Whether it’s the fact that we’re addicted to smart phone distraction, or if the photo-based hookups are actually as stimulating IRL as they are on our screens, Tinder is currently the hottest thing in online dating. As of March, the two-year-old dating app has made one-billion matches in just 18 months, according to CEO Sean Rad, and apparently, app users make 10-million matches and 750-millio swipes per day. So why is Tinder so successful? Here are a few ideas.
No time-consuming profiles
Tinder cuts out the most time-consuming / crazy-making part of online dating: coming up with the perfect profile. Instead, all you have to do is upload some pictures, and if you want, write an opening line and you’re ready to attract prospects. Sound shallow? Maybe, but no less shallow than approaching someone on the street because you think they’re cute, right?
Seriously – all you need to do is upload pictures and swipe through your matches. Tinder is super user-friendly. Also, itcan get pretty addictive. If you’re the sort to get hooked on smart phone games like Tiny Tower or Angry Birds, Tinder can become another handheld boredom cure. Except the characters are real people. Yeah, the internet is a strange place …
It’s an ego boost
Like all online dating, flattery from strangers is obviously an ego stroke, which can get addictive.

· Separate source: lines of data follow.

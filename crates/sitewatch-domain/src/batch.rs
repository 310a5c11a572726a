use chrono::{DateTime, Utc};
use rust_decimal::Decimal;
use serde::{Deserialize, Serialize};

use crate::measurement::NewMeasurement;
use crate::site::ComplianceStatus;

/// A client-defined group of measurements submitted together under one
/// idempotency token. Created exactly once per distinct `client_batch_id`;
/// never mutated except to flip `processed` once all of its measurements are
/// durably inserted.
#[derive(Debug, Clone, PartialEq, Serialize, Deserialize)]
pub struct IngestionBatch {
    pub id: String,
    pub site_id: String,
    /// Caller-supplied idempotency token, globally unique across all sites.
    pub client_batch_id: String,
    pub received_at: DateTime<Utc>,
    pub processed: bool,
}

/// Batch row handed to the persistence gateway, with the service-generated id.
#[derive(Debug, Clone, PartialEq)]
pub struct BatchRecord {
    pub id: String,
    pub site_id: String,
    pub client_batch_id: String,
}

/// Input for ingesting a batch of measurements.
#[derive(Debug, Clone, PartialEq, Serialize, Deserialize)]
pub struct IngestBatchInput {
    pub site_id: String,
    pub client_batch_id: String,
    pub measurements: Vec<NewMeasurement>,
}

/// Result payload for a created or duplicate batch. The aggregate fields
/// always reflect the site's current state, never a value frozen at original
/// ingestion time.
#[derive(Debug, Clone, PartialEq, Serialize, Deserialize)]
pub struct BatchIngestionPayload {
    pub batch_id: String,
    pub site_id: String,
    pub client_batch_id: String,
    pub inserted_count: u64,
    pub received_at: DateTime<Utc>,
    pub total_emissions_to_date: Decimal,
    pub last_measurement_at: Option<DateTime<Utc>>,
    pub current_compliance_status: ComplianceStatus,
}

/// Outcome of a batch ingestion attempt. `SiteNotFound` and
/// `ClientBatchConflict` are structured outcomes for the caller to map onto
/// its own status scheme, not errors.
#[derive(Debug, Clone, PartialEq)]
pub enum IngestBatchOutcome {
    Created(BatchIngestionPayload),
    Duplicate(BatchIngestionPayload),
    SiteNotFound,
    ClientBatchConflict { existing_site_id: String },
}

impl IngestBatchOutcome {
    /// True for a duplicate resubmission. Callers must treat `Created` and
    /// `Duplicate` identically as success; the flag exists purely for
    /// client-side observability.
    pub fn duplicate_request(&self) -> bool {
        matches!(self, IngestBatchOutcome::Duplicate(_))
    }

    pub fn payload(&self) -> Option<&BatchIngestionPayload> {
        match self {
            IngestBatchOutcome::Created(payload) | IngestBatchOutcome::Duplicate(payload) => {
                Some(payload)
            }
            _ => None,
        }
    }
}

On the same note, Tinder helps users steer clear of rejection – the app only connects people who have expressed mutual interest, so there’s protection from having contact with those who aren’t interested in us.
As Jezebel writer Katie Dries writes, the fact that "the only people who can message you are people you want to get messages from is especially appealing, given how dating sites like OKCupid let anyone contact you, upping the creep factor.” Tinder is, to be sure, likely to land you in less creepy conversations and is more time-efficient (since you can, you know, weed out the weirdos yourself).

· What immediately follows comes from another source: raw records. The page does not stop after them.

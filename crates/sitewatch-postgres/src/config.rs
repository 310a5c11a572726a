use config::{Config, ConfigError, Environment};
use serde::{Deserialize, Serialize};

/// PostgreSQL configuration
#[derive(Debug, Clone, Serialize, Deserialize)]
pub struct PostgresConfig {
    /// Database host
    #[serde(default = "default_host")]
    pub host: String,

    /// Database port
    #[serde(default = "default_port")]
    pub port: u16,

    /// Database name
    #[serde(default = "default_database")]
    pub database: String,

    /// Database username
    #[serde(default = "default_username")]
    pub username: String,

    /// Database password
    #[serde(default = "default_password")]
    pub password: String,

    /// Maximum number of connections in the pool
    #[serde(default = "default_max_pool_size")]
    pub max_pool_size: usize,
}

fn default_host() -> String {
    "localhost".to_string()
}

fn default_port() -> u16 {
    5432
}

fn default_database() -> String {
    "sitewatch".to_string()
}

fn default_username() -> String {
    "sitewatch".to_string()
}

fn default_password() -> String {
    "sitewatch".to_string()
}

fn default_max_pool_size() -> usize {
    10
}

impl Default for PostgresConfig {
    fn default() -> Self {
        Self {
            host: default_host(),
            port: default_port(),
            database: default_database(),
            username: default_username(),
            password: default_password(),
            max_pool_size: default_max_pool_size(),
        }
    }
}

impl PostgresConfig {
    /// Loads configuration from `SITEWATCH_POSTGRES_*` environment variables,
    /// falling back to defaults for anything unset.
    pub fn from_env() -> Result<Self, ConfigError> {
        Config::builder()
            .add_source(Environment::with_prefix("SITEWATCH_POSTGRES"))
            .build()?
            .try_deserialize()
    }
}

#[cfg(test)]
mod tests {
    use super::*;
    use std::sync::Mutex;

    // Mutex to ensure tests run serially and don't interfere with each other
    static TEST_LOCK: Mutex<()> = Mutex::new(());

    #[test]
    fn test_default_config() {
        let _lock = TEST_LOCK.lock().unwrap();

        std::env::remove_var("SITEWATCH_POSTGRES_HOST");
        std::env::remove_var("SITEWATCH_POSTGRES_PORT");

        let config = PostgresConfig::from_env().unwrap();
        assert_eq!(config.host, "localhost");
        assert_eq!(config.port, 5432);
        assert_eq!(config.database, "sitewatch");
        assert_eq!(config.max_pool_size, 10);
    }

    #[test]
    fn test_custom_config() {
        let _lock = TEST_LOCK.lock().unwrap();

        std::env::set_var("SITEWATCH_POSTGRES_HOST", "db.internal");
        std::env::set_var("SITEWATCH_POSTGRES_PORT", "6432");

        let config = PostgresConfig::from_env().unwrap();
        assert_eq!(config.host, "db.internal");
        assert_eq!(config.port, 6432);

        // Clean up
        std::env::remove_var("SITEWATCH_POSTGRES_HOST");
        std::env::remove_var("SITEWATCH_POSTGRES_PORT");
    }
}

Recognition for LGBT users
As CEO Sean Rad told Business Insider, "the product works for the gay community, but we need to do a better job of sort of calling it out." Showing the recognition that the app needs to do a better job of dealing with how users specify their preferences is a positive step toward a more inclusive online dating space. As Huffpo states, "it's encouraging to see a mainstream, successful app vocally commit to making their product more friendly to the LGBT community."
Everyone’s on it
In the world of online dating, Tinder is pretty much the best party on the block. So many people are on it, (including Olympics athletes), the vague stigma of online dating just doesn’t apply here. Tinder is so super casual, many people talk about it IRL. Nothing to be ashamed about, here folks. Hows that for success?